Conforme a dichas resoluciones, “el precepto no hace más que sancionar una regla que debería haber impedido y, ahora expresamente impide, el reconocimiento de un privilegio en sede concursal, confirmando el principio de especialidad concursal.”

Pues bien, esta regla debe ser también de aplicación en los supuestos de concurso de uno de los miembros de una Unión Temporal de Empresas (UTE).

Las UTES, reguladas en la Ley 18/1982, de 26 de mayo, carecen de personalidad jurídica propia distinta de la de sus miembros, resultando por ello que las empresas miembros van a responder de forma directa, solidaria e ilimitadamente de las deudas de la UTE. De esta forma no podrá invocarse por las deudoras (sociedades integrantes de la UTE) la subsidiariedad de su prestación frente a la principal de la entidad sin personalidad. La prestación recae directa y solidariamente sobre el patrimonio de las distintas integrantes de la unión temporal.

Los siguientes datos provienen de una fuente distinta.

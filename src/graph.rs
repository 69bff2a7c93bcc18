//! The dependency graph.
//!
//! One node per materialized package instance, identified by its qualified
//! package identifier. Directed edges run parent -> child and carry the
//! requirement that created them plus a weight: the 1-based position of
//! the child among its parent's dependencies. A synthetic ROOT node holds
//! the initial requests.
//!
//! Definitions with variants fan out into one node per variant; the
//! variant groups feed the combination generator. Packages whose
//! conditions are not yet satisfied wait in a conditional queue and join
//! the graph when the node set satisfies them.

use crate::definition::{Definition, DefinitionError};
use crate::history::{EventCollector, EventType};
use crate::package::{Package, PackageCache, PackageError};
use crate::registry::RegistryIndex;
use crate::requirement::{Requirement, combine_requirements};
use serde_json::json;
use std::cell::RefCell;
use std::collections::{BTreeMap, BTreeSet, VecDeque};
use std::sync::Arc;
use thiserror::Error;

/// Identifier of the synthetic root node.
pub const ROOT: &str = "root";

/// Fatal failures while growing a graph; recoverable ones are recorded on
/// the graph instead (see [`RecordedError`]).
#[derive(Debug, Error)]
pub enum GraphBuildError {
    #[error(transparent)]
    Definition(#[from] DefinitionError),
    #[error(transparent)]
    Package(#[from] PackageError),
}

pub type Result<T> = std::result::Result<T, GraphBuildError>;

/// A removed node's parent could not be relinked to any remaining node.
#[derive(Debug, Error, Clone, PartialEq, Eq)]
#[error("requirement {requirement} of {parent:?} cannot be satisfied by any remaining package")]
pub struct GraphInvalidNodesError {
    pub requirement: Requirement,
    pub parent: String,
}

/// Two requirements on one definition admit no common version.
#[derive(Debug, Error, Clone, PartialEq, Eq)]
#[error(
    "conflicting requirements on {definition:?}: {left} (from {left_parents:?}) vs {right} (from {right_parents:?})"
)]
pub struct GraphConflictsError {
    pub definition: String,
    pub left: Requirement,
    pub left_parents: Vec<String>,
    pub right: Requirement,
    pub right_parents: Vec<String>,
    /// The conjunction no registry version satisfies.
    pub combined: Requirement,
}

/// Recoverable failure recorded onto the graph during exploration.
#[derive(Debug, Error, Clone, PartialEq, Eq)]
pub enum RecordedError {
    #[error(transparent)]
    InvalidNode(#[from] GraphInvalidNodesError),
    #[error(transparent)]
    Conflict(#[from] GraphConflictsError),
}

/// Shared lookups a graph needs while growing: the definition index and
/// the materialization cache.
pub struct ResolverContext<'a> {
    pub index: &'a RegistryIndex,
    pub cache: RefCell<PackageCache>,
}

impl<'a> ResolverContext<'a> {
    pub fn new(index: &'a RegistryIndex) -> Self {
        Self {
            index,
            cache: RefCell::new(PackageCache::default()),
        }
    }
}

#[derive(Debug, Clone)]
pub struct Node {
    package: Arc<Package>,
    parents: BTreeSet<String>,
    /// Monotonic insertion order; the stable tie-break for equal distances.
    order: u64,
}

Por otra parte, las UTES no pueden entrar en concurso, sino que sólo lo pueden estar las empresas que la integran. Por consiguiente, el concurso de las empresas que forman la UTE no despliega sobre ésta los efectos que a las concursadas sólo les afecta.

En cuanto al ejercicio de la acción directa frente al dueño de la obra,siendo contratista una UTE, y de encontrarse en concurso alguno de sus miembros, dicha acción afectará de modo directo al patrimonio de la concursada, de tal modo que la reclamación incidirá en la conformación de la masa activa de la sociedad miembro en concurso.Y por ello es de aplicación la cláusula de cierre del sistema de preferencias y privilegios, y su sujeción al principio de tipicidad.